My brother sneered. "From the reindeer? Gross, I'm not eating those."
My mom peeled them and I giddily scarfed down those magical root vegetables. From the North Pole! How exotic! And then, when I was 8, we moved from Toronto to Winnipeg. We brought the tree, but left all the ornaments and holiday decor behind. When December hit, I started to get nervous.
"So, um, about that tree. Are we putting it up?" I asked.
"You're going to put up a tree with nothing on it?" my dad asked. "Not worth it. Not this year."
It sat in the basement untouched.
Would Santa skip over our house? I wondered. I was already a pretty neurotic kid, but this sent my anxiety into overdrive as the weeks wore on. We made decoupage ornaments in art class, but I had nothing on which to hang them.

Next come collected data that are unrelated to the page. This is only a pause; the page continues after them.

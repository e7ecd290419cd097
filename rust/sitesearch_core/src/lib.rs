//! `sitesearch_core` — portable site-name autocomplete kernel.
//!
//! No file or network I/O; compiles to `wasm32-unknown-unknown`. Hosts
//! supply data through [`source::RecordSource`] and render through
//! [`widget::Presenter`] / [`widget::Navigator`].
//!
//! Modules:
//! - `record`   — record type, sanitization, built-in fallback list
//! - `store`    — name-sorted records with case-insensitive lookup
//! - `trie`     — character trie for prefix queries
//! - `snapshot` — store + index generation and its shared slot
//! - `resolve`  — submitted text → URL
//! - `session`  — suggestion/selection state
//! - `widget`   — search box event handlers
//! - `source`   — record source trait and total `load`
//! - `config`   — widget tunables

pub mod config;
pub mod record;
pub mod resolve;
pub mod session;
pub mod snapshot;
pub mod source;
pub mod store;
pub mod trie;
pub mod widget;

pub use config::WidgetConfig;
pub use record::Record;
pub use snapshot::{SharedSnapshot, Snapshot};
pub use store::RecordStore;
pub use trie::PrefixIndex;
pub use widget::{Navigator, Presenter, SearchBox};
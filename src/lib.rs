mod error;

mod macros;

pub mod bit_field;
pub mod demo;
pub mod ternary;

pub use bit_field::{BitField, BitOp};
pub use error::{Error, Result};

#[doc(hidden)]
pub use log as __log;
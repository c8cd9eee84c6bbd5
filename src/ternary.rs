use std::io::Write;

use log::debug;

use crate::Result;

/// Inputs the demo feeds to [`select`] as `(a, b, c, d)`.
pub const DEFAULT_INPUTS: (i32, i32, i32, i32) = (2, 4, 8, 7);

/// Chained conditional: 1 if `a > b`, otherwise 2 if `c > d`, otherwise 5.
///
/// `c > d` is only looked at once `a > b` has failed.
pub fn select(a: i32, b: i32, c: i32, d: i32) -> i32 {
    if a > b {
        1
    } else if c > d {
        2
    } else {
        5
    }
}

/// Evaluates [`select`] over [`DEFAULT_INPUTS`] and writes the result with no separator.
pub fn ternary_demo<W: Write>(out: &mut W) -> Result<i32> {
    let (a, b, c, d) = DEFAULT_INPUTS;
    let f = select(a, b, c, d);
    debug!("select({}, {}, {}, {}) = {}", a, b, c, d, f);

    write!(out, "{}", f)?;
    Ok(f)
}
use bit_twiddle::bit_field;

/// A spread of 32-bit values: edges, alternating patterns and the demo's start value.
pub const SAMPLE_U32: [u32; 8] = [
    0,
    1,
    0b10001,
    0x5555_5555,
    0xaaaa_aaaa,
    0x1234_5678,
    0x8000_0000,
    u32::MAX,
];

/// Panics if `before` and `after` differ anywhere other than bit `index`.
pub fn assert_only_bit_changed(before: u32, after: u32, index: usize) {
    for other in (0..bit_field::width::<u32>()).filter(|m| *m != index) {
        assert_eq!(
            bit_field::test_bit(before, other).unwrap(),
            bit_field::test_bit(after, other).unwrap(),
            "bit {} changed while operating on bit {} ({:#x} -> {:#x})",
            other,
            index,
            before,
            after
        );
    }
}
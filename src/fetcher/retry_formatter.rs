//! Log lines for retried and abandoned metering requests.
//!
//! Every line names the series label and window of the request so a single
//! failing meter can be picked out of a busy multi-device run.

use crate::fetcher::{ApiRequest, NetworkError};
use crate::DateRange;
use std::fmt::Write as _;
use std::time::Duration;

/// Why a request attempt did not succeed
#[derive(Debug, Clone, Copy, PartialEq, Eq)]
pub enum FailureKind {
    /// Attempt exceeded the request timeout
    Timeout,
    /// Host unreachable or connection refused
    Unreachable,
    /// Server answered 429
    Throttled,
    /// Server answered 5xx
    Upstream(u16),
    /// Token rejected (401/403)
    Credentials(u16),
    /// Device or parameter unknown to the API (404)
    UnknownSeries,
    /// Any other 4xx
    Rejected(u16),
    /// Transport failure with no better classification
    Transport,
}

impl FailureKind {
    /// Classify from the response status, falling back to the transport error
    pub fn classify(status: Option<u16>, err: Option<&NetworkError>) -> Self {
        match status.or_else(|| err.and_then(NetworkError::status)) {
            Some(429) => return Self::Throttled,
            Some(code @ (401 | 403)) => return Self::Credentials(code),
            Some(404) => return Self::UnknownSeries,
            Some(code @ 500..=599) => return Self::Upstream(code),
            Some(code @ 400..=499) => return Self::Rejected(code),
            _ => {}
        }
        match err {
            Some(NetworkError::Timeout(_)) => Self::Timeout,
            Some(NetworkError::Connect(_)) => Self::Unreachable,
            _ => Self::Transport,
        }
    }

    /// Short label used inside log lines
    pub fn label(&self) -> String {
        match self {
            Self::Timeout => "timeout".into(),
            Self::Unreachable => "API unreachable".into(),
            Self::Throttled => "throttled by API".into(),
            Self::Upstream(code) => format!("upstream error {code}"),
            Self::Credentials(code) => format!("token rejected ({code})"),
            Self::UnknownSeries => "series not found".into(),
            Self::Rejected(code) => format!("request rejected ({code})"),
            Self::Transport => "transport error".into(),
        }
    }

    /// What the operator can do about it
    pub fn hint(&self) -> &'static str {
        match self {
            Self::Timeout => "raise --request-timeout-secs or shorten the date range",
            Self::Unreachable => "check connectivity and --base-url",
            Self::Throttled => "lower --concurrency or run outside peak hours",
            Self::Upstream(_) => "the metering API may be degraded, retry later",
            Self::Credentials(_) => "check the api_keys tokens in the config file",
            Self::UnknownSeries => "check the device id and that it records this parameter",
            Self::Rejected(_) => "check the parameter code and date range",
            Self::Transport => "check connectivity and retry",
        }
    }

    /// Whether another attempt can change the outcome
    pub fn is_transient(&self) -> bool {
        matches!(
            self,
            Self::Timeout | Self::Unreachable | Self::Throttled | Self::Upstream(_) | Self::Transport
        )
    }
}

/// Attempt bookkeeping for one request, rendered into log lines
#[derive(Debug, Clone)]
pub struct RetryNotice<'a> {
    request: &'a ApiRequest,
    attempt: u32,
    max_attempts: usize,
    kind: FailureKind,
}

impl<'a> RetryNotice<'a> {
    /// Notice for `attempt` (1-based) of `max_attempts`
    pub fn new(request: &'a ApiRequest, attempt: u32, max_attempts: usize, kind: FailureKind) -> Self {
        Self {
            request,
            attempt,
            max_attempts,
            kind,
        }
    }

    /// Classified failure
    pub fn kind(&self) -> FailureKind {
        self.kind
    }

    /// One-line warning logged before sleeping `delay`
    pub fn retry_line(&self, delay: Duration) -> String {
        let mut line = format!(
            "{}: {} on attempt {}/{}, retrying in {:.1}s",
            self.series(),
            self.kind.label(),
            self.attempt,
            self.max_attempts,
            delay.as_secs_f64()
        );
        if let Some(window) = &self.request.window {
            let _ = write!(line, " [{}]", window_display(window));
        }
        line
    }

    /// Multi-line report logged when the request is abandoned
    pub fn failure_report(&self, last_error: &str) -> String {
        let mut report = format!(
            "{}: giving up after {} attempt(s)\n  cause: {}\n  last error: {}\n  endpoint: {}",
            self.series(),
            self.attempt,
            self.kind.label(),
            if last_error.is_empty() { "none" } else { last_error },
            self.request.path
        );
        if let Some(window) = &self.request.window {
            let _ = write!(report, "\n  window: {}", window_display(window));
        }
        let _ = write!(report, "\n  hint: {}", self.kind.hint());
        if self.kind.is_transient() {
            let _ = write!(
                report,
                "\n  hint: raise --max-retries (currently {})",
                self.max_attempts.saturating_sub(1)
            );
        }
        report
    }

    fn series(&self) -> &str {
        if self.request.label.is_empty() {
            "unlabelled request"
        } else {
            &self.request.label
        }
    }
}

fn window_display(window: &DateRange) -> String {
    format!(
        "{} .. {}",
        window.start().format("%Y-%m-%d %H:%M"),
        window.end().format("%Y-%m-%d %H:%M")
    )
}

We spent Christmas Eve at a family friend's house - it was their son's birthday. My eyes were on the clock as the men refilled their scotch glasses. "We should leave," I whispered to my mom, assuming that if we weren't home Santa would definitely skip our house.
We walked in the door at midnight. No presents in sight. I checked the kitchen (maybe he left them on the counter?), the dining room (under the table?), the living room (in that corner by the potted plants?). Maybe he was just running behind. Yeah. That's what it is.
My mother, looking exhausted, told my brother and me to wait downstairs while she trudged up to her bedroom. She came down toting two bags from The Bay (contents boxed, but not wrapped) and presented one to each of us halfheartedly. Mine contained a pair of green corduroy pants and a turtleneck with a micro floral pattern.
What was this?
"I guess you've figured out by now that Santa isn't real," my mom said with a yawn and went up to bed.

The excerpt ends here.